Durante esse período sente seus olhos arderem?
Sente seus olhos irritados?
Percebe que eles ficam vermelhos?
Então, provavelmente você
tem a SINDROME DA VISÃO DO USUÁRIO DE COMPUTADOR, ou Computer Vision Syndrome.
Saiba um pouco mais sobre ela e como preveni-la:
Biologicamente falando, os olhos da espécie humana
foram criados para a busca de alimentos e de prescrutamento da presença de
inimigos. Hoje os órgãos da visão são utilizados para outras finalidades,
forçando-os com a visualização continuada em trabalhos no campo de perto e, na
maioria das vezes, com luz artificial e não adequada, levando inevitavelmente ao
“stress”.
As pessoas que, por razões profissionais ou de
entretenimento, passam horas seguidas diante de telas de monitores de vídeo,
sentem cansaço visual. Isto pode ser decorrente de fatores outros, não ligados
diretamente aos efeitos da luminescência dos mesmos, tais como os portadores de
miopia, hipermetropia, combinadas ou não com astigmatismo e/ou presbiopia, casos
em que o médico oftalmologista* deve ser procurado.
De modo geral o cansaço está sempre relacionado ao uso
demasiado ou inadequado da musculatura responsável por um determinado movimento
ou exercício. No caso presente temos a musculatura responsável pelos movimentos
do globo ocular, outras para abrir e fechar os olhos e outras para regular a
entrada da luz que atingirá a retina, sendo esta última, a musculatura mais
solicitada, conseqüência de uma série de razões que no decorrer deste artigo
serão apresentadas.
É retina é constituída por células receptoras, entre elas os
bastonetes, responsáveis pela visão quantitativa (impressão de claro e escuro) e
os cones, responsáveis pela visão qualitativa (qualidades morfológicas,
dimensionais e cromáticas das imagens recolhidas).
Os cones são células fotossensíveis dotadas de pigmentos
absorvedores das radiações eletromagnéticas de comprimento de onda,
correspondentes à cor vermelha, outros à cor azul, e outros à cor verde que,
combinadas em proporções determinadas, formam todas as cores do espectro
luminoso, inclusive a cor branca.
Baseado na magnífica engenharia da natureza para identificar
todas as cores do espectro luminoso utilizando somente três cores primarias, o
homem conseguiu inventar a televisão colorida ou, generalizando, os tubos de
raios catódicos, conhecidos como monitores de vídeo coloridos.
Foi baseado um sistema de cores baseado nas três cores
primarias que quanto misturadas na proporção de 59% de verde, 30% de vermelho e
11% de azul, produzem o branco padrão, o qual é tomado como referência.
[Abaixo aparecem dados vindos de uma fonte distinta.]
//! Property-based tests using proptest for fuzzing and invariant testing.
//!
//! These tests verify that:
//! 1. OHLC constraints survive resampling for any input series
//! 2. Trend scores and classifications stay within their contracts
//! 3. Cost accounting and rank statistics hold under random inputs

use chrono::{TimeZone, Utc};
use proptest::prelude::*;

use sextant::backtest::{self, Strategy as TradingStrategy};
use sextant::config::AnalyzerConfig;
use sextant::data::{resample, ResampleRule};
use sextant::significance::benjamini_hochberg;
use sextant::stats;
use sextant::trend::TrendDetector;
use sextant::types::{Bar, TrendLabel};

// ============================================================================
// Generators
// ============================================================================

/// A gapless minute-bar series from a bounded random walk of closes.
fn minute_bar_series(max_len: usize) -> impl Strategy<Value = Vec<Bar>> {
    prop::collection::vec(-0.02..0.02f64, 2..max_len).prop_map(|steps| {
        let mut close = 100.0;
        steps
            .iter()
            .enumerate()
            .map(|(i, step)| {
                let open = close;
                close = (close * (1.0 + step)).max(1.0);
                let high = open.max(close) * 1.001;
                let low = open.min(close) * 0.999;
                Bar::new(
                    Utc.timestamp_opt(i as i64 * 60, 0).unwrap(),
                    open,
                    high,
                    low,
                    close,
                    1000.0,
                )
            })
            .collect()
    })
}

fn p_value_vec() -> impl Strategy<Value = Vec<f64>> {
    prop::collection::vec(0.0..=1.0f64, 1..20)
}

proptest! {
    #![proptest_config(ProptestConfig::with_cases(1000))]

    // ========================================================================
    // Resampling Invariants
    // ========================================================================

    #[test]
    fn resample_preserves_ohlc_constraints(bars in minute_bar_series(300), width in 2..30u32) {
        let out = resample(&bars, ResampleRule::Minute(width));
        for bar in &out {
            prop_assert!(bar.low <= bar.open && bar.open <= bar.high);
            prop_assert!(bar.low <= bar.close && bar.close <= bar.high);
            prop_assert!(bar.low <= bar.high);
        }
    }

    #[test]
    fn resample_bounds_come_from_source(bars in minute_bar_series(300), width in 2..30u32) {
        let out = resample(&bars, ResampleRule::Minute(width));
        let src_high = bars.iter().map(|b| b.high).fold(f64::MIN, f64::max);
        let src_low = bars.iter().map(|b| b.low).fold(f64::MAX, f64::min);
        for bar in &out {
            prop_assert!(bar.high <= src_high + 1e-9);
            prop_assert!(bar.low >= src_low - 1e-9);
        }
        prop_assert!(out.len() <= bars.len());
    }

    #[test]
    fn resample_timestamps_are_right_aligned(bars in minute_bar_series(300), width in 2..30u32) {
        let rule = ResampleRule::Minute(width);
        let out = resample(&bars, rule);
        for bar in &out {
            prop_assert_eq!(bar.timestamp.timestamp() % rule.seconds(), 0);
        }
        // Output stays sorted and strictly increasing.
        for pair in out.windows(2) {
            prop_assert!(pair[0].timestamp < pair[1].timestamp);
        }
    }

    #[test]
    fn resample_identity_at_native_width(bars in minute_bar_series(200)) {
        // One-minute buckets over one-minute bars change nothing but the
        // label alignment, and these inputs are already aligned.
        let out = resample(&bars, ResampleRule::Minute(1));
        prop_assert_eq!(out.len(), bars.len());
        for (a, b) in out.iter().zip(&bars) {
            prop_assert!((a.close - b.close).abs() < 1e-12);
            prop_assert!((a.volume - b.volume).abs() < 1e-12);
        }
    }

    // ========================================================================
    // Trend Detection Invariants
    // ========================================================================

    #[test]
    fn trend_scores_stay_bounded(bars in minute_bar_series(200)) {
        let mut config = AnalyzerConfig::default();
        config.trend.windows = vec![5];
        let Ok(report) = TrendDetector::new(&config).detect(&bars) else {
            return Ok(());
        };
        for window in &report.windows {
            for record in &window.records {
                prop_assert!((0.0..=100.0).contains(&record.trend_score));
                prop_assert!((0.0..=1.0).contains(&record.r_squared) || record.r_squared <= 1.0 + 1e-9);
                prop_assert!((0.0..=1.0).contains(&record.direction_consistency));
                prop_assert!(matches!(
                    record.label,
                    TrendLabel::Trend | TrendLabel::Range | TrendLabel::Unclear
                ));
            }
        }
    }

    // ========================================================================
    // Backtest Cost Accounting
    // ========================================================================

    #[test]
    fn positions_are_ternary(closes in prop::collection::vec(50.0..150.0f64, 10..100)) {
        let pos = backtest::positions(&closes, TradingStrategy::MaCross { fast: 3, slow: 8 });
        prop_assert_eq!(pos.len(), closes.len());
        prop_assert!(pos.iter().all(|p| (-1..=1).contains(p)));

        let pos = backtest::positions(&closes, TradingStrategy::RsiReversion { period: 5 });
        prop_assert!(pos.iter().all(|p| (-1..=1).contains(p)));
    }

    #[test]
    fn costs_only_reduce_returns(
        closes in prop::collection::vec(50.0..150.0f64, 10..100),
        cost in 0.0..0.01f64
    ) {
        let pos = backtest::positions(&closes, TradingStrategy::MaCross { fast: 3, slow: 8 });
        let free = backtest::net_returns(&closes, &pos, 0.0);
        let paid = backtest::net_returns(&closes, &pos, cost);
        for (f, p) in free.iter().zip(&paid) {
            prop_assert!(p <= f, "cost must never increase a bar's return");
        }
        // Total cost equals turnover times the one-way rate.
        let turnover: f64 = pos
            .windows(2)
            .map(|w| (w[1] as i32 - w[0] as i32).abs() as f64)
            .sum();
        let paid_total: f64 = paid.iter().sum();
        let free_total: f64 = free.iter().sum();
        prop_assert!((free_total - paid_total - turnover * cost).abs() < 1e-9);
    }

    #[test]
    fn max_drawdown_is_non_positive(
        net in prop::collection::vec(-0.05..0.05f64, 2..200)
    ) {
        let pos = vec![1i8; net.len() + 1];
        let metrics = backtest::compute_metrics(&net, &pos, 8760.0);
        prop_assert!(metrics.max_drawdown <= 0.0);
        prop_assert!(metrics.max_drawdown >= -1.0);
        prop_assert!(metrics.trades_per_year >= 0.0);
    }

    // ========================================================================
    // Statistics Invariants
    // ========================================================================

    #[test]
    fn ranks_sum_to_triangular_number(data in prop::collection::vec(-100.0..100.0f64, 1..50)) {
        let ranks = stats::rank_with_ties(&data);
        let n = data.len() as f64;
        let sum: f64 = ranks.iter().sum();
        prop_assert!((sum - n * (n + 1.0) / 2.0).abs() < 1e-6);
    }

    #[test]
    fn percentile_stays_within_bounds(
        mut data in prop::collection::vec(-100.0..100.0f64, 1..50),
        p in 0.0..=1.0f64
    ) {
        data.sort_by(|a, b| a.partial_cmp(b).unwrap());
        let v = stats::percentile_sorted(&data, p).unwrap();
        prop_assert!(v >= data[0] - 1e-9 && v <= data[data.len() - 1] + 1e-9);
    }

    #[test]
    fn benjamini_hochberg_outputs_valid_probabilities(ps in p_value_vec()) {
        let corrected = benjamini_hochberg(&ps, 0.05);
        prop_assert_eq!(corrected.adjusted.len(), ps.len());
        for (&raw, &adj) in ps.iter().zip(&corrected.adjusted) {
            prop_assert!((0.0..=1.0).contains(&adj));
            // Correction never makes a p-value smaller.
            prop_assert!(adj >= raw - 1e-12);
        }
    }
}

// ============================================================================
// Non-proptest Property Verification
// ============================================================================

#[test]
fn verify_variance_ratio_exceeds_one_for_pure_trend() {
    use sextant::timeframe::variance_ratio;
    // Constant positive returns: q-sums scale variance superlinearly.
    let returns: Vec<f64> = (0..500).map(|i| 0.001 + (i % 7) as f64 * 1e-6).collect();
    for q in 2..6 {
        let vr = variance_ratio(&returns, q).unwrap();
        assert!(vr > 1.0, "VR({}) = {} should exceed 1 for a trend", q, vr);
    }
}

#[test]
fn verify_resample_volume_conservation_on_exact_multiple() {
    // 120 aligned minute bars into 10-minute buckets: nothing is dropped.
    // Stamps start at t=60 so the final bar closes the last bucket exactly.
    let bars: Vec<Bar> = (0..120)
        .map(|i| {
            Bar::new(
                Utc.timestamp_opt((i + 1) * 60, 0).unwrap(),
                100.0,
                101.0,
                99.0,
                100.5,
                10.0,
            )
        })
        .collect();
    let out = resample(&bars, ResampleRule::Minute(10));
    assert_eq!(out.len(), 12);
    let total: f64 = out.iter().map(|b| b.volume).sum();
    assert!((total - 1200.0).abs() < 1e-9);
}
Estas
relações derivam da sensibilidade do olho humano frente a cada uma destas cores
primárias.
Entendendo este funcionamento, pro analogia, compreende-se o
olho humano, pois ele serviu de base para estes estudos.
Para simplificar o entendimento, ao invés de falar em
percentuais de cores, diremos que para formar o branco necessitamos de uma
unidade de verde, uma unidade de vermelho e uma unidade de azul.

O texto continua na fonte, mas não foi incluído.